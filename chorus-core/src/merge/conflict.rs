//! Conflict and change payloads announced by a merge.

use std::fmt;
use uuid::Uuid;

/// A conflict the merge could not resolve without picking a winner.
pub trait Conflict {
    fn conflict_type_human_name(&self) -> String;

    fn guid(&self) -> Uuid;

    /// Where in the source document the conflict happened.
    ///
    /// Set by whichever listener records the conflict, not by the producer.
    fn path_to_unit_of_conflict(&self) -> &str;

    fn set_path_to_unit_of_conflict(&mut self, path: String);

    fn full_human_readable_description(&self) -> String;
}

/// A change the merge applied.
pub trait ChangeReport: fmt::Display {
    fn action_label(&self) -> String;

    fn guid(&self) -> Uuid;

    fn full_human_readable_description(&self) -> String;
}

/// The situations an element-level merge can end up in.
#[derive(Debug, Clone, Copy, PartialEq, Eq)]
pub enum ConflictKind {
    BothEdited,
    BothAdded,
    RemovedVsEdited,
    EditedVsRemoved,
    AmbiguousInsert,
}

impl ConflictKind {
    pub fn human_name(&self) -> &'static str {
        match self {
            ConflictKind::BothEdited => "Both Edited Conflict",
            ConflictKind::BothAdded => "Both Added Conflict",
            ConflictKind::RemovedVsEdited => "Removed Vs Edited Element Conflict",
            ConflictKind::EditedVsRemoved => "Edited Vs Removed Element Conflict",
            ConflictKind::AmbiguousInsert => "Ambiguous Insert Conflict",
        }
    }
}

/// A conflict on one element between the two sides of a merge.
#[derive(Debug, Clone, PartialEq)]
pub struct ElementConflict {
    kind: ConflictKind,
    guid: Uuid,
    element_name: String,
    user_x: String,
    user_y: String,
    winner: String,
    path_to_unit_of_conflict: String,
}

impl ElementConflict {
    /// `winner` is the user whose version was kept.
    pub fn new(
        kind: ConflictKind,
        element_name: impl Into<String>,
        user_x: impl Into<String>,
        user_y: impl Into<String>,
        winner: impl Into<String>,
    ) -> Self {
        Self {
            kind,
            guid: Uuid::new_v4(),
            element_name: element_name.into(),
            user_x: user_x.into(),
            user_y: user_y.into(),
            winner: winner.into(),
            path_to_unit_of_conflict: String::new(),
        }
    }

    pub fn kind(&self) -> ConflictKind {
        self.kind
    }

    fn situation(&self) -> String {
        let (x, y, e) = (&self.user_x, &self.user_y, &self.element_name);
        match self.kind {
            ConflictKind::BothEdited => format!("{} and {} edited the same part of '{}'", x, y, e),
            ConflictKind::BothAdded => format!("{} and {} both added '{}'", x, y, e),
            ConflictKind::RemovedVsEdited => {
                format!("{} deleted '{}', while {} edited it", x, e, y)
            }
            ConflictKind::EditedVsRemoved => {
                format!("{} edited '{}', while {} deleted it", x, e, y)
            }
            ConflictKind::AmbiguousInsert => format!(
                "{} and {} inserted material in '{}' at the same place",
                x, y, e
            ),
        }
    }
}

impl Conflict for ElementConflict {
    fn conflict_type_human_name(&self) -> String {
        self.kind.human_name().to_string()
    }

    fn guid(&self) -> Uuid {
        self.guid
    }

    fn path_to_unit_of_conflict(&self) -> &str {
        &self.path_to_unit_of_conflict
    }

    fn set_path_to_unit_of_conflict(&mut self, path: String) {
        self.path_to_unit_of_conflict = path;
    }

    fn full_human_readable_description(&self) -> String {
        format!(
            "{}: {}. The automated merger kept the change made by {}.",
            self.conflict_type_human_name(),
            self.situation(),
            self.winner
        )
    }
}

/// What happened to an element during a merge.
#[derive(Debug, Clone, Copy, PartialEq, Eq)]
pub enum ChangeKind {
    Addition,
    Deletion,
    Edit,
}

impl ChangeKind {
    pub fn label(&self) -> &'static str {
        match self {
            ChangeKind::Addition => "Added",
            ChangeKind::Deletion => "Deleted",
            ChangeKind::Edit => "Edited",
        }
    }
}

/// A change to one element.
#[derive(Debug, Clone, PartialEq)]
pub struct ElementChange {
    kind: ChangeKind,
    guid: Uuid,
    element_name: String,
    detail: String,
}

impl ElementChange {
    pub fn new(kind: ChangeKind, element_name: impl Into<String>) -> Self {
        Self {
            kind,
            guid: Uuid::new_v4(),
            element_name: element_name.into(),
            detail: String::new(),
        }
    }

    pub fn with_detail(mut self, detail: impl Into<String>) -> Self {
        self.detail = detail.into();
        self
    }

    pub fn kind(&self) -> ChangeKind {
        self.kind
    }
}

impl ChangeReport for ElementChange {
    fn action_label(&self) -> String {
        self.kind.label().to_string()
    }

    fn guid(&self) -> Uuid {
        self.guid
    }

    fn full_human_readable_description(&self) -> String {
        if self.detail.is_empty() {
            format!("{} {}", self.kind.label(), self.element_name)
        } else {
            format!("{} {}: {}", self.kind.label(), self.element_name, self.detail)
        }
    }
}

impl fmt::Display for ElementChange {
    fn fmt(&self, f: &mut fmt::Formatter<'_>) -> fmt::Result {
        write!(f, "{} {}", self.kind.label(), self.element_name)
    }
}

#[cfg(test)]
mod tests {
    use super::*;

    #[test]
    fn test_conflict_description_names_both_users() {
        let c = ElementConflict::new(ConflictKind::BothEdited, "gloss", "john", "bob", "john");
        let text = c.full_human_readable_description();
        assert!(text.starts_with("Both Edited Conflict:"));
        assert!(text.contains("john and bob edited"));
        assert!(text.ends_with("kept the change made by john."));
    }

    #[test]
    fn test_conflict_path_starts_empty() {
        let mut c = ElementConflict::new(ConflictKind::BothAdded, "sense", "a", "b", "a");
        assert_eq!(c.path_to_unit_of_conflict(), "");
        c.set_path_to_unit_of_conflict("entry[@id='x']".to_string());
        assert_eq!(c.path_to_unit_of_conflict(), "entry[@id='x']");
    }

    #[test]
    fn test_each_conflict_gets_its_own_guid() {
        let a = ElementConflict::new(ConflictKind::BothEdited, "e", "x", "y", "x");
        let b = ElementConflict::new(ConflictKind::BothEdited, "e", "x", "y", "x");
        assert_ne!(Conflict::guid(&a), Conflict::guid(&b));
    }

    #[test]
    fn test_change_string_forms() {
        let c = ElementChange::new(ChangeKind::Addition, "sense").with_detail("gloss 'dog'");
        assert_eq!(c.action_label(), "Added");
        assert_eq!(c.to_string(), "Added sense");
        assert_eq!(c.full_human_readable_description(), "Added sense: gloss 'dog'");
    }
}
=======
Repeat every line of the data precisely.

filename chorus-core/src/merge/conflict.rs
//! Conflict and change payloads announced by a merge.

use std::fmt;
use uuid::Uuid;

/// A conflict the merge could not resolve without picking a winner.
pub trait Conflict {
    fn conflict_type_human_name(&self) -> String;

    fn guid(&self) -> Uuid;

    /// Where in the source document the conflict happened.
    ///
    /// Set by whichever listener records the conflict, not by the producer.
    fn path_to_unit_of_conflict(&self) -> &str;

    fn set_path_to_unit_of_conflict(&mut self, path: String);

    fn full_human_readable_description(&self) -> String;
}

/// A change the merge applied.
pub trait ChangeReport: fmt::Display {
    fn action_label(&self) -> String;

    fn guid(&self) -> Uuid;

    fn full_human_readable_description(&self) -> String;
}

/// The situations an element-level merge can end up in.
#[derive(Debug, Clone, Copy, PartialEq, Eq)]
pub enum ConflictKind {
    BothEdited,
    BothAdded,
    RemovedVsEdited,
    EditedVsRemoved,
    AmbiguousInsert,
}

impl ConflictKind {
    pub fn human_name(&self) -> &'static str {
        match self {
            ConflictKind::BothEdited => "Both Edited Conflict",
            ConflictKind::BothAdded => "Both Added Conflict",
            ConflictKind::RemovedVsEdited => "Removed Vs Edited Element Conflict",
            ConflictKind::EditedVsRemoved => "Edited Vs Removed Element Conflict",
            ConflictKind::AmbiguousInsert => "Ambiguous Insert Conflict",
        }
    }
}

/// A conflict on one element between the two sides of a merge.
#[derive(Debug, Clone, PartialEq)]
pub struct ElementConflict {
    kind: ConflictKind,
    guid: Uuid,
    element_name: String,
    user_x: String,
    user_y: String,
    winner: String,
    path_to_unit_of_conflict: String,
}

impl ElementConflict {
    /// `winner` is the user whose version was kept.
    pub fn new(
        kind: ConflictKind,
        element_name: impl Into<String>,
        user_x: impl Into<String>,
        user_y: impl Into<String>,
        winner: impl Into<String>,
    ) -> Self {
        Self {
            kind,
            guid: Uuid::new_v4(),
            element_name: element_name.into(),
            user_x: user_x.into(),
            user_y: user_y.into(),
            winner: winner.into(),
            path_to_unit_of_conflict: String::new(),
        }
    }

    pub fn kind(&self) -> ConflictKind {
        self.kind
    }

    fn situation(&self) -> String {
        let (x, y, e) = (&self.user_x, &self.user_y, &self.element_name);
        match self.kind {
            ConflictKind::BothEdited => format!("{} and {} edited the same part of '{}'", x, y, e),
            ConflictKind::BothAdded => format!("{} and {} both added '{}'", x, y, e),
            ConflictKind::RemovedVsEdited => {
                format!("{} deleted '{}', while {} edited it", x, e, y)
            }
            ConflictKind::EditedVsRemoved => {
                format!("{} edited '{}', while {} deleted it", x, e, y)
            }
            ConflictKind::AmbiguousInsert => format!(
                "{} and {} inserted material in '{}' at the same place",
                x, y, e
            ),
        }
    }
}

impl Conflict for ElementConflict {
    fn conflict_type_human_name(&self) -> String {
        self.kind.human_name().to_string()
    }

    fn guid(&self) -> Uuid {
        self.guid
    }

    fn path_to_unit_of_conflict(&self) -> &str {
        &self.path_to_unit_of_conflict
    }

    fn set_path_to_unit_of_conflict(&mut self, path: String) {
        self.path_to_unit_of_conflict = path;
    }

    fn full_human_readable_description(&self) -> String {
        format!(
            "{}: {}. The automated merger kept the change made by {}.",
            self.conflict_type_human_name(),
            self.situation(),
            self.winner
        )
    }
}

/// What happened to an element during a merge.
#[derive(Debug, Clone, Copy, PartialEq, Eq)]
pub enum ChangeKind {
    Addition,
    Deletion,
    Edit,
}

impl ChangeKind {
    pub fn label(&self) -> &'static str {
        match self {
            ChangeKind::Addition => "Added",
            ChangeKind::Deletion => "Deleted",
            ChangeKind::Edit => "Edited",
        }
    }
}

/// A change to one element.
#[derive(Debug, Clone, PartialEq)]
pub struct ElementChange {
    kind: ChangeKind,
    guid: Uuid,
    element_name: String,
    detail: String,
}

impl ElementChange {
    pub fn new(kind: ChangeKind, element_name: impl Into<String>) -> Self {
        Self {
            kind,
            guid: Uuid::new_v4(),
            element_name: element_name.into(),
            detail: String::new(),
        }
    }

    pub fn with_detail(mut self, detail: impl Into<String>) -> Self {
        self.detail = detail.into();
        self
    }

    pub fn kind(&self) -> ChangeKind {
        self.kind
    }
}

impl ChangeReport for ElementChange {
    fn action_label(&self) -> String {
        self.kind.label().to_string()
    }

    fn guid(&self) -> Uuid {
        self.guid
    }

    fn full_human_readable_description(&self) -> String {
        if self.detail.is_empty() {
            format!("{} {}", self.kind.label(), self.element_name)
        } else {
            format!("{} {}: {}", self.kind.label(), self.element_name, self.detail)
        }
    }
}

impl fmt::Display for ElementChange {
    fn fmt(&self, f: &mut fmt::Formatter<'_>) -> fmt::Result {
        write!(f, "{} {}", self.kind.label(), self.element_name)
    }
}

#[cfg(test)]
mod tests {
    use super::*;

    #[test]
    fn test_conflict_description_names_both_users() {
        let c = ElementConflict::new(ConflictKind::BothEdited, "gloss", "john", "bob", "john");
        let text = c.full_human_readable_description();
        assert!(text.starts_with("Both Edited Conflict:"));
        assert!(text.contains("john and bob edited"));
        assert!(text.ends_with("kept the change made by john."));
    }

    #[test]
    fn test_conflict_path_starts_empty() {
        let mut c = ElementConflict::new(ConflictKind::BothAdded, "sense", "a", "b", "a");
        assert_eq!(c.path_to_unit_of_conflict(), "");
        c.set_path_to_unit_of_conflict("entry[@id='x']".to_string());
        assert_eq!(c.path_to_unit_of_conflict(), "entry[@id='x']");
    }

    #[test]
    fn test_each_conflict_gets_its_own_guid() {
        let a = ElementConflict::new(ConflictKind::BothEdited, "e", "x", "y", "x");
        let b = ElementConflict::new(ConflictKind::BothEdited, "e", "x", "y", "x");
        assert_ne!(Conflict::guid(&a), Conflict::guid(&b));
    }

    #[test]
    fn test_change_string_forms() {
        let c = ElementChange::new(ChangeKind::Addition, "sense").with_detail("gloss 'dog'");
        assert_eq!(c.action_label(), "Added");
        assert_eq!(c.to_string(), "Added sense");
        assert_eq!(c.full_human_readable_description(), "Added sense: gloss 'dog'");
    }
}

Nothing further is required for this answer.